The Thesaurus Linguae Latinae (abbreviated as ThLL or TLL) is a monumental dictionary of Latin founded on historical principles. It encompasses the Latin language from the time of its origin to the time of Isidore of Seville (died 636). 

The project was founded in 1894 by Eduard Wölfflin. At the time, the researchers thought it would take up to 20 years to complete the thesaurus. Today, it is expected that the work will be completed around the year 2050. The last fascicle of the P-volume appeared in 2010, and work is currently under way on both N and R. The institution that carries out the work of the dictionary is located in Munich, in the Bavarian Academy of Sciences and Humanities. Wölfflin described the entries in the TLL as "biographies" rather than definitions.

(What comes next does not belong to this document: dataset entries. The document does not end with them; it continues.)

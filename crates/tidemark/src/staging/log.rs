//! The rollover log: crash-recoverable bookkeeping of staging files.
//!
//! Every rollover generation gets one log entry, persisted (when file
//! backed) as a small GUID-named file:
//!
//! ```text
//! +-------+---------+----------+-------+----------+--------------+--------+
//! | magic | version | uuid     | state | path_len | staging path | crc32  |
//! | TMRL  | u16 LE  | 16 bytes | u8    | u32 LE   | path_len     | u32 LE |
//! +-------+---------+----------+-------+----------+--------------+--------+
//! ```
//!
//! The CRC covers everything before it. An entry is created `Pending`
//! before its staging file is written and moves to `Committed` only after
//! the staging file's durable flush, so after a crash a `Pending` entry
//! marks an interrupted rollover and a `Committed` entry marks a staging
//! file safe to consume. The log exclusively owns its entries; the writer
//! only requests creation and commit.

use std::collections::BTreeMap;
use std::fs::{self, File};
use std::io::Write;
use std::path::PathBuf;
use std::sync::Mutex;

use tracing::{debug, info, warn};
use uuid::Uuid;

use crate::error::{Error, Result};
use crate::staging::settings::RolloverLogSettings;

const MAGIC: [u8; 4] = *b"TMRL";
const VERSION: u16 = 1;
// magic + version + uuid + state + path_len
const FIXED_PREFIX: usize = 4 + 2 + 16 + 1 + 4;

/// Lifecycle state of a rollover generation.
#[derive(Debug, Clone, Copy, PartialEq, Eq)]
pub enum RolloverState {
    /// The staging file is being written; after a crash it must be
    /// replayed or discarded.
    Pending,
    /// The staging file is durably flushed and safe to consume.
    Committed,
}

/// One rollover generation tracked by the log.
#[derive(Debug, Clone, PartialEq, Eq)]
pub struct RolloverEntry {
    id: Uuid,
    staging_file: PathBuf,
    state: RolloverState,
}

impl RolloverEntry {
    /// Identifier of the rollover generation.
    pub fn id(&self) -> Uuid {
        self.id
    }

    /// Path of the staging file this entry tracks.
    pub fn staging_file(&self) -> &PathBuf {
        &self.staging_file
    }

    /// Current lifecycle state.
    pub fn state(&self) -> RolloverState {
        self.state
    }

    fn encode(&self) -> Vec<u8> {
        // Paths are stored as UTF-8 text so the format stays portable.
        let path = self.staging_file.to_string_lossy();
        let path = path.as_bytes();
        let mut buf = Vec::with_capacity(FIXED_PREFIX + path.len() + 4);
        buf.extend_from_slice(&MAGIC); // magic (4 bytes)
        buf.extend_from_slice(&VERSION.to_le_bytes()); // version (2 bytes)
        buf.extend_from_slice(self.id.as_bytes()); // uuid (16 bytes)
        buf.push(match self.state {
            RolloverState::Pending => 0,
            RolloverState::Committed => 1,
        }); // state (1 byte)
        buf.extend_from_slice(&(path.len() as u32).to_le_bytes()); // path length (4 bytes)
        buf.extend_from_slice(path); // staging path
        let crc = crc32fast::hash(&buf);
        buf.extend_from_slice(&crc.to_le_bytes()); // CRC32 (4 bytes)
        buf
    }

    fn decode(buf: &[u8]) -> Result<Self> {
        if buf.len() < FIXED_PREFIX + 4 {
            return Err(Error::CorruptStructure(format!(
                "log entry truncated at {} bytes",
                buf.len()
            )));
        }
        let magic: [u8; 4] = buf[0..4].try_into().unwrap();
        if magic != MAGIC {
            return Err(Error::InvalidMagic(magic));
        }
        let version = u16::from_le_bytes(buf[4..6].try_into().unwrap());
        if version != VERSION {
            return Err(Error::UnsupportedVersion(version));
        }
        let path_len = u32::from_le_bytes(buf[23..27].try_into().unwrap()) as usize;
        if buf.len() != FIXED_PREFIX + path_len + 4 {
            return Err(Error::CorruptStructure(format!(
                "log entry length {} does not match its path length {path_len}",
                buf.len()
            )));
        }
        let body = &buf[..FIXED_PREFIX + path_len];
        let expected = u32::from_le_bytes(buf[FIXED_PREFIX + path_len..].try_into().unwrap());
        let actual = crc32fast::hash(body);
        if actual != expected {
            return Err(Error::ChecksumMismatch { expected, actual });
        }
        let state = match buf[22] {
            0 => RolloverState::Pending,
            1 => RolloverState::Committed,
            other => {
                return Err(Error::CorruptStructure(format!(
                    "unknown rollover state byte {other}"
                )))
            }
        };
        let path = std::str::from_utf8(&buf[27..27 + path_len]).map_err(|_| {
            Error::CorruptStructure("log entry staging path is not valid UTF-8".to_string())
        })?;
        Ok(Self {
            id: Uuid::from_bytes(buf[6..22].try_into().unwrap()),
            staging_file: PathBuf::from(path),
            state,
        })
    }
}

/// Tracks rollover generations through their `Pending -> Committed`
/// lifecycle, persisting each transition when file backed.
pub struct RolloverLog {
    settings: RolloverLogSettings,
    entries: Mutex<BTreeMap<Uuid, RolloverEntry>>,
}

impl RolloverLog {
    /// Creates a log, creating the log directory when file backed.
    pub fn new(settings: RolloverLogSettings) -> Result<Self> {
        if let Some(dir) = settings.log_path() {
            fs::create_dir_all(dir)?;
        } else {
            debug!("rollover log is memory-only, durability is off");
        }
        Ok(Self {
            settings,
            entries: Mutex::new(BTreeMap::new()),
        })
    }

    /// Settings this log was built with.
    pub fn settings(&self) -> &RolloverLogSettings {
        &self.settings
    }

    /// Registers generation `id` as `Pending` for `staging_file`. When file
    /// backed, the log file is durably flushed before this returns.
    pub fn create_pending(&self, id: Uuid, staging_file: PathBuf) -> Result<()> {
        let entry = RolloverEntry {
            id,
            staging_file,
            state: RolloverState::Pending,
        };
        self.persist(&entry)?;
        debug!(%id, staging_file = %entry.staging_file.display(), "rollover pending");
        self.entries.lock().unwrap().insert(id, entry);
        Ok(())
    }

    /// Marks generation `id` as `Committed`. Callers invoke this only after
    /// the staging file's durable flush; when file backed, the transition
    /// itself is durably flushed before this returns.
    pub fn commit(&self, id: Uuid) -> Result<()> {
        let mut entries = self.entries.lock().unwrap();
        let entry = entries.get_mut(&id).ok_or(Error::UnknownRollover(id))?;
        let committed = RolloverEntry {
            state: RolloverState::Committed,
            ..entry.clone()
        };
        self.persist(&committed)?;
        info!(%id, staging_file = %committed.staging_file.display(), "rollover committed");
        *entry = committed;
        Ok(())
    }

    /// Drops generation `id` once the downstream merge has consumed its
    /// staging file, deleting the log file when file backed.
    pub fn remove(&self, id: Uuid) -> Result<()> {
        let entry = self
            .entries
            .lock()
            .unwrap()
            .remove(&id)
            .ok_or(Error::UnknownRollover(id))?;
        if self.settings.is_file_backed() {
            match fs::remove_file(self.settings.file_name(id)?) {
                Ok(()) => {}
                Err(err) if err.kind() == std::io::ErrorKind::NotFound => {
                    warn!(%id, "rollover log file already missing on remove");
                }
                Err(err) => return Err(err.into()),
            }
        }
        debug!(%id, staging_file = %entry.staging_file.display(), "rollover removed");
        Ok(())
    }

    /// All entries currently in `Pending` state.
    pub fn pending(&self) -> Vec<RolloverEntry> {
        self.list(RolloverState::Pending)
    }

    /// All entries currently in `Committed` state.
    pub fn committed(&self) -> Vec<RolloverEntry> {
        self.list(RolloverState::Committed)
    }

    fn list(&self, state: RolloverState) -> Vec<RolloverEntry> {
        self.entries
            .lock()
            .unwrap()
            .values()
            .filter(|entry| entry.state == state)
            .cloned()
            .collect()
    }

    fn persist(&self, entry: &RolloverEntry) -> Result<()> {
        if !self.settings.is_file_backed() {
            return Ok(());
        }
        let path = self.settings.file_name(entry.id)?;
        let mut file = File::create(&path)?;
        file.write_all(&entry.encode())?;
        file.sync_all()?;
        Ok(())
    }

    /// Reads back every parseable log entry under the settings' log path.
    /// Unreadable or corrupt files are logged and skipped; a memory-only
    /// log has nothing to recover.
    pub fn recover(settings: &RolloverLogSettings) -> Result<Vec<RolloverEntry>> {
        let Some(dir) = settings.log_path() else {
            return Ok(Vec::new());
        };
        let mut entries = Vec::new();
        for dir_entry in fs::read_dir(dir)? {
            let path = dir_entry?.path();
            let Some(name) = path.file_name().and_then(|n| n.to_str()) else {
                continue;
            };
            if !settings.matches(name) {
                continue;
            }
            match fs::read(&path).map_err(Error::from).and_then(|bytes| {
                RolloverEntry::decode(&bytes)
            }) {
                Ok(entry) => entries.push(entry),
                Err(err) => {
                    warn!(path = %path.display(), %err, "skipping unreadable rollover log file");
                }
            }
        }
        entries.sort_by_key(|entry| entry.id);
        info!(count = entries.len(), "recovered rollover log entries");
        Ok(entries)
    }

    /// Recovers only interrupted rollovers: entries still `Pending` whose
    /// staging file exists on disk, to be replayed or discarded by the
    /// downstream merge.
    pub fn recover_pending(settings: &RolloverLogSettings) -> Result<Vec<RolloverEntry>> {
        let entries = Self::recover(settings)?;
        Ok(entries
            .into_iter()
            .filter(|entry| {
                if entry.state != RolloverState::Pending {
                    return false;
                }
                if !entry.staging_file.exists() {
                    warn!(
                        id = %entry.id,
                        staging_file = %entry.staging_file.display(),
                        "pending rollover has no staging file, discarding"
                    );
                    return false;
                }
                true
            })
            .collect())
    }
}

The offices of the TLL contain copies of all surviving Latin texts from 600 CE and earlier. The stacks contain boxes that collectively contain about 10 million slips on which is "every surviving piece of writing from the classical period", sorted into usage categories by word. For example, there are about 90,000 slips for the word 'et' and 50,000 for the word 'non'. These are used as source material to create entries for each word in the thesaurus.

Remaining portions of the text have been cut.